Rule of Time Travel: There is a single fixed history. Everything done by a time traveler has already happened, typically causing the time travel in the first place and leading to a predestination paradox.
Method of Time Travel: Hemoine’s Time Turner necklace allows her to take more classes than physically possible. It also saves the day and ends up explaining all those weird occurrences throughout the story.
See Also: 12 Monkeys, “Iron Man” by Black Sabbath
Back to the Future
Of course this is on the list, it’s the quintessential time travel movie! The original Back to the Future features many elements of what has become the classic time travel story – culture shock, younger versions of characters, a race against time itself, and an awesome way to bounce through history.
Back to the Future has so many wonderful moments and two of the best science fiction characters of all time: Doc Brown and Marty McFly!

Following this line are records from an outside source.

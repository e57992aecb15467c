use super::AnalysisOrchestrator;
use crate::ranking::build_result_set;
use analysis_core::{
    AnalysisContext, AnalysisError, AnalysisResult, Instrument, MarketDataSource, NewsIndex,
    PriceSeries, ResultSet,
};
use chrono::{Duration, NaiveDate, Utc};
use std::sync::Arc;
use tokio::sync::Semaphore;
use tokio::task::JoinSet;

#[derive(Debug, Clone)]
pub struct ScreenerOptions {
    /// Maximum instruments analyzed at once.
    pub concurrency: usize,
    /// Calendar days of history requested per instrument.
    pub lookback_days: i64,
    /// Restrict the run to these symbols; `None` analyzes the whole roster.
    pub symbols: Option<Vec<String>>,
}

impl Default for ScreenerOptions {
    fn default() -> Self {
        Self {
            concurrency: 10,
            lookback_days: 365,
            symbols: None,
        }
    }
}

/// Runs the per-instrument pipeline over the exchange roster on a bounded
/// worker pool and ranks what comes back.
pub struct SignalScreener {
    orchestrator: Arc<AnalysisOrchestrator>,
    source: Arc<dyn MarketDataSource>,
}

impl SignalScreener {
    pub fn new(orchestrator: Arc<AnalysisOrchestrator>, source: Arc<dyn MarketDataSource>) -> Self {
        Self {
            orchestrator,
            source,
        }
    }

    pub async fn screen(&self, options: &ScreenerOptions) -> Result<ResultSet, AnalysisError> {
        self.screen_as_of(options, Utc::now().date_naive()).await
    }

    /// Full run with an explicit reference date for history and news decay.
    ///
    /// Only an empty outcome is an error: instruments that fail are logged
    /// and left out of the result set.
    pub async fn screen_as_of(
        &self,
        options: &ScreenerOptions,
        as_of: NaiveDate,
    ) -> Result<ResultSet, AnalysisError> {
        let from = history_start(as_of, options.lookback_days)?;

        match self.source.market_status().await {
            Ok(status) => tracing::info!(
                "Market is {}{}",
                if status.is_open { "open" } else { "closed" },
                status
                    .index
                    .as_ref()
                    .map(|idx| format!(", index: {}", idx))
                    .unwrap_or_default()
            ),
            Err(e) => tracing::warn!("Market status unavailable: {}", e),
        }

        let instruments = self.roster(options).await;
        let total = instruments.len();
        if total == 0 {
            tracing::warn!("No instruments to analyze");
            return Err(AnalysisError::NoResults);
        }

        let news = match self.source.news().await {
            Ok(items) => NewsIndex::from_items(items),
            Err(e) => {
                tracing::warn!("News unavailable, sentiment will be neutral: {}", e);
                NewsIndex::default()
            }
        };
        tracing::info!(
            "Loaded {} news items for {} symbols",
            news.item_count(),
            news.symbol_count()
        );

        let context = Arc::new(AnalysisContext::new(news, as_of));
        let concurrency = options.concurrency.max(1);

        tracing::info!(
            "📊 Analyzing {} instruments ({} workers, history from {})",
            total,
            concurrency,
            from
        );

        let semaphore = Arc::new(Semaphore::new(concurrency));
        let mut tasks = JoinSet::new();

        for instrument in instruments {
            let semaphore = Arc::clone(&semaphore);
            let orchestrator = Arc::clone(&self.orchestrator);
            let source = Arc::clone(&self.source);
            let context = Arc::clone(&context);

            tasks.spawn(async move {
                let Ok(_permit) = semaphore.acquire_owned().await else {
                    let err = AnalysisError::DataUnavailable("worker pool closed".to_string());
                    return (instrument.symbol, Err(err));
                };
                let result =
                    analyze_instrument(&orchestrator, source.as_ref(), &instrument, &context, from, as_of)
                        .await;
                (instrument.symbol, result)
            });
        }

        let mut results: Vec<AnalysisResult> = Vec::with_capacity(total);
        let mut failed = 0usize;
        let mut done = 0usize;

        while let Some(joined) = tasks.join_next().await {
            done += 1;
            match joined {
                Ok((symbol, Ok(result))) => {
                    tracing::info!(
                        "{}/{} {}: {} ({}, sentiment {:.3}, net pressure {:.0})",
                        done,
                        total,
                        symbol,
                        result.final_signal,
                        result.technical_verdict,
                        result.sentiment_score,
                        result.net_pressure
                    );
                    results.push(result);
                }
                Ok((symbol, Err(e))) => {
                    failed += 1;
                    tracing::warn!("{}/{} {}: skipped: {}", done, total, symbol, e);
                }
                Err(e) => {
                    failed += 1;
                    tracing::error!("{}/{} analysis task failed: {}", done, total, e);
                }
            }
        }

        if results.is_empty() {
            tracing::warn!("No instrument produced a result ({} failed)", failed);
            return Err(AnalysisError::NoResults);
        }

        let set = build_result_set(results, total, &self.orchestrator.config().indicators);
        tracing::info!(
            "✅ Screen complete: {} analyzed, {} skipped: {} buy, {} sell, {} hold",
            set.overall.len(),
            failed,
            set.buy.len(),
            set.sell.len(),
            set.hold.len()
        );
        Ok(set)
    }

    /// Active roster, optionally narrowed to the requested symbols. A failed
    /// roster fetch yields no instruments.
    async fn roster(&self, options: &ScreenerOptions) -> Vec<Instrument> {
        let instruments = match self.source.list_instruments().await {
            Ok(list) => list,
            Err(e) => {
                tracing::warn!("Instrument roster unavailable: {}", e);
                return Vec::new();
            }
        };

        let mut active: Vec<Instrument> = instruments.into_iter().filter(|i| i.active).collect();

        if let Some(wanted) = &options.symbols {
            active.retain(|i| wanted.iter().any(|s| s.eq_ignore_ascii_case(&i.symbol)));
            for symbol in wanted {
                if !active.iter().any(|i| i.symbol.eq_ignore_ascii_case(symbol)) {
                    tracing::warn!("{} is not an active listed instrument", symbol);
                }
            }
        }

        active
    }
}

Parts 2 and 3 carry on the story in unique ways, adding layers and bringing in an idea of generations replaying the same mistakes. Altogether some of the best sci-fi films of all time.
Rule of Time Travel: History can easily be changed, leading to both intended and unexpected consequences. This may or may not be catastrophic depending on the cynicism of the story and the degree of time travel’s ripple effect.
Method of Time Travel: Doc Brown’s Delorean zips through time to whatever date is placed in the coordinates once the car hits 88 miles per hour. And 1.21 gigawatts!